** Opening Task inputs block **

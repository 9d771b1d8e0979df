//! Policy layer orchestrating soft locks around the flow lifecycle.
//!
//! [`SoftLockManager`] decides *which* output states require locking
//! (fungible-asset contracts only) and guarantees the release at flow
//! termination happens exactly once per flow run. Releasing goes through
//! the vault and is comparatively expensive, so the manager tracks per
//! [`LockId`] whether any lock was actually taken and skips the vault
//! round-trip entirely when none was.
//!
//! Per-LockId state machine: absent (no locks) -> `Locked` -> `Released`
//! (terminal), with the shortcut absent -> `Released` when the flow never
//! locked anything.

use std::sync::Arc;
use std::time::{Duration, Instant};

use dashmap::mapref::entry::Entry;
use dashmap::DashMap;

use statevault_core::{BuiltTransaction, ContractRegistry, LockId, StateRef};
use statevault_vault::VaultStore;

use crate::concurrency::lock_table::LockTable;
use crate::error::NodeError;

/// Lifecycle phase of a flow run's lock set. Absence from the tracking
/// map means the flow has not locked anything yet.
#[derive(Debug, Clone, Copy, PartialEq, Eq)]
pub enum LockPhase {
    /// At least one lock acquired and not yet released.
    Locked,
    /// Terminal: the release for this flow run already happened (or was
    /// skipped because nothing was ever locked).
    Released,
}

/// Tracking record for one flow run.
#[derive(Debug, Clone, Copy)]
struct Tracking {
    phase: LockPhase,
    /// When the record last changed phase. Drives retirement sweeps.
    since: Instant,
}

/// The soft-lock policy layer.
///
/// Sole mutator of the [`LockTable`]; also keeps the vault's soft-lock
/// annotations in step with the table so the `LockedOnly` query filter
/// stays truthful and locks survive a process restart.
pub struct SoftLockManager {
    table: Arc<LockTable>,
    vault: Arc<dyn VaultStore>,
    contracts: Arc<ContractRegistry>,
    tracking: DashMap<LockId, Tracking>,
}

impl SoftLockManager {
    pub fn new(
        table: Arc<LockTable>,
        vault: Arc<dyn VaultStore>,
        contracts: Arc<ContractRegistry>,
    ) -> Self {
        SoftLockManager {
            table,
            vault,
            contracts,
            tracking: DashMap::new(),
        }
    }

    /// Scans a freshly built transaction and locks its fungible-asset
    /// outputs under `lock_id`.
    ///
    /// Plain (non-fungible) outputs are never locked; if the transaction
    /// has no fungible outputs this touches neither the table nor the
    /// vault. A conflict fails the build step with
    /// [`NodeError::Lock`]; the caller must abort transaction
    /// construction (and may retry with different inputs).
    ///
    /// Returns the refs locked by this call. Idempotent under checkpoint
    /// replay: the deterministic transaction id makes the replayed refs
    /// identical, and re-locking refs already held by `lock_id` succeeds.
    pub fn on_transaction_built(
        &self,
        lock_id: LockId,
        tx: &BuiltTransaction,
    ) -> Result<Vec<StateRef>, NodeError> {
        let mut fungible = Vec::new();
        for (index, output) in tx.outputs.iter().enumerate() {
            if self.contracts.is_fungible(output.contract)? {
                fungible.push(StateRef::new(tx.id, index as u32));
            }
        }
        if fungible.is_empty() {
            return Ok(fungible);
        }

        // The tracking entry is held across the whole acquisition, so a
        // termination racing for the same flow run cannot interleave
        // between the phase check and the table and vault updates.
        let mut guard = match self.tracking.entry(lock_id) {
            Entry::Occupied(e) => {
                if e.get().phase == LockPhase::Released {
                    // Late replay after release must not re-acquire
                    return Err(NodeError::FlowRetired(lock_id));
                }
                self.table.try_lock(lock_id, &fungible)?;
                e.into_ref()
            }
            Entry::Vacant(v) => {
                self.table.try_lock(lock_id, &fungible)?;
                v.insert(Tracking {
                    phase: LockPhase::Locked,
                    since: Instant::now(),
                })
            }
        };
        guard.since = Instant::now();

        // The phase is `Locked` before the vault write: if the write
        // fails, the error propagates and the termination hook still
        // releases the table entries and clears whatever annotations
        // landed.
        self.vault.mark_locked(lock_id, &fungible)?;
        drop(guard);

        tracing::info!(%lock_id, tx = %tx.id, count = fungible.len(), "fungible outputs soft-locked");
        Ok(fungible)
    }

    /// Consumes a finalized transaction's inputs.
    ///
    /// Consumption supersedes any soft lock: the vault clears the
    /// annotations as part of the consume, and the consumed refs are
    /// dropped from the lock table regardless of holder so the two views
    /// stay consistent.
    pub fn on_transaction_finalized(&self, tx: &BuiltTransaction) -> Result<(), NodeError> {
        self.vault.consume_states(&tx.inputs, &tx.id)?;
        let evicted = self.table.evict(&tx.inputs);
        if !evicted.is_empty() {
            tracing::debug!(tx = %tx.id, count = evicted.len(), "consumed states evicted from lock table");
        }
        Ok(())
    }

    /// Terminal-state notification: releases everything held by `lock_id`,
    /// exactly once per logical flow run.
    ///
    /// Only the `Locked -> Released` transition issues the full-set table
    /// release plus the vault `clear_locks(lock_id, None)` call. A flow
    /// that never locked anything transitions straight to `Released`
    /// without any vault interaction, and duplicate invocations observe
    /// `Released` and return immediately. The transition runs under the
    /// tracking map's per-entry lock, so concurrent duplicates still
    /// release once.
    pub fn on_flow_terminated(&self, lock_id: LockId) -> Result<(), NodeError> {
        match self.tracking.entry(lock_id) {
            Entry::Occupied(mut e) => match e.get().phase {
                LockPhase::Released => Ok(()),
                LockPhase::Locked => {
                    let released = self.table.release(lock_id, None);
                    // On vault failure the phase stays Locked: the error
                    // propagates and a later termination retry will find
                    // the annotations still to clear.
                    self.vault.clear_locks(lock_id, None)?;
                    *e.get_mut() = Tracking {
                        phase: LockPhase::Released,
                        since: Instant::now(),
                    };
                    tracing::info!(%lock_id, count = released.len(), "flow terminated, soft locks released");
                    Ok(())
                }
            },
            Entry::Vacant(v) => {
                // Never locked anything: skip the vault round-trip entirely
                v.insert(Tracking {
                    phase: LockPhase::Released,
                    since: Instant::now(),
                });
                tracing::debug!(%lock_id, "flow terminated with no soft locks, release skipped");
                Ok(())
            }
        }
    }

    /// Current phase for a flow run, if it ever interacted with the
    /// manager. `None` means no locks and no termination seen.
    pub fn phase(&self, lock_id: LockId) -> Option<LockPhase> {
        self.tracking.get(&lock_id).map(|t| t.phase)
    }

    /// Rebuilds the lock table and tracking map from the vault's persisted
    /// soft-lock annotations after a process restart.
    ///
    /// Returns the number of locks recovered.
    pub fn recover(&self) -> Result<usize, NodeError> {
        let locked = self.vault.locked_states()?;
        let mut recovered = 0;
        for (state_ref, lock_id) in locked {
            self.table.try_lock(lock_id, &[state_ref])?;
            self.tracking.insert(
                lock_id,
                Tracking {
                    phase: LockPhase::Locked,
                    since: Instant::now(),
                },
            );
            recovered += 1;
        }
        if recovered > 0 {
            tracing::info!(count = recovered, "soft locks recovered from vault");
        }
        Ok(recovered)
    }

    /// Retires `Released` tracking records older than `max_age`.
    ///
    /// Returns the number of records removed.
    pub fn sweep_released(&self, max_age: Duration) -> usize {
        let now = Instant::now();
        let before = self.tracking.len();
        self.tracking.retain(|_, t| {
            t.phase != LockPhase::Released || now.duration_since(t.since) < max_age
        });
        before - self.tracking.len()
    }

    /// Spawns a background tokio task that periodically retires old
    /// `Released` records.
    pub fn start_retire_sweep(self: &Arc<Self>, interval: Duration, max_age: Duration) {
        let manager = Arc::clone(self);
        tokio::spawn(async move {
            let mut tick = tokio::time::interval(interval);
            loop {
                tick.tick().await;
                let retired = manager.sweep_released(max_age);
                if retired > 0 {
                    tracing::info!("Retired {} released lock record(s)", retired);
                }
            }
        });
    }
}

** Closing Task inputs block **

== Problem requirements ==
Given the records above, reproduce precisely and only the lines between the line holding "pub fn phase(&self, lock_id: LockId)" and the line holding "if retired >", inclusive.

== Solved problem ==
    pub fn phase(&self, lock_id: LockId) -> Option<LockPhase> {
        self.tracking.get(&lock_id).map(|t| t.phase)
    }

    /// Rebuilds the lock table and tracking map from the vault's persisted
    /// soft-lock annotations after a process restart.
    ///
    /// Returns the number of locks recovered.
    pub fn recover(&self) -> Result<usize, NodeError> {
        let locked = self.vault.locked_states()?;
        let mut recovered = 0;
        for (state_ref, lock_id) in locked {
            self.table.try_lock(lock_id, &[state_ref])?;
            self.tracking.insert(
                lock_id,
                Tracking {
                    phase: LockPhase::Locked,
                    since: Instant::now(),
                },
            );
            recovered += 1;
        }
        if recovered > 0 {
            tracing::info!(count = recovered, "soft locks recovered from vault");
        }
        Ok(recovered)
    }

    /// Retires `Released` tracking records older than `max_age`.
    ///
    /// Returns the number of records removed.
    pub fn sweep_released(&self, max_age: Duration) -> usize {
        let now = Instant::now();
        let before = self.tracking.len();
        self.tracking.retain(|_, t| {
            t.phase != LockPhase::Released || now.duration_since(t.since) < max_age
        });
        before - self.tracking.len()
    }

    /// Spawns a background tokio task that periodically retires old
    /// `Released` records.
    pub fn start_retire_sweep(self: &Arc<Self>, interval: Duration, max_age: Duration) {
        let manager = Arc::clone(self);
        tokio::spawn(async move {
            let mut tick = tokio::time::interval(interval);
            loop {
                tick.tick().await;
                let retired = manager.sweep_released(max_age);
                if retired > 0 {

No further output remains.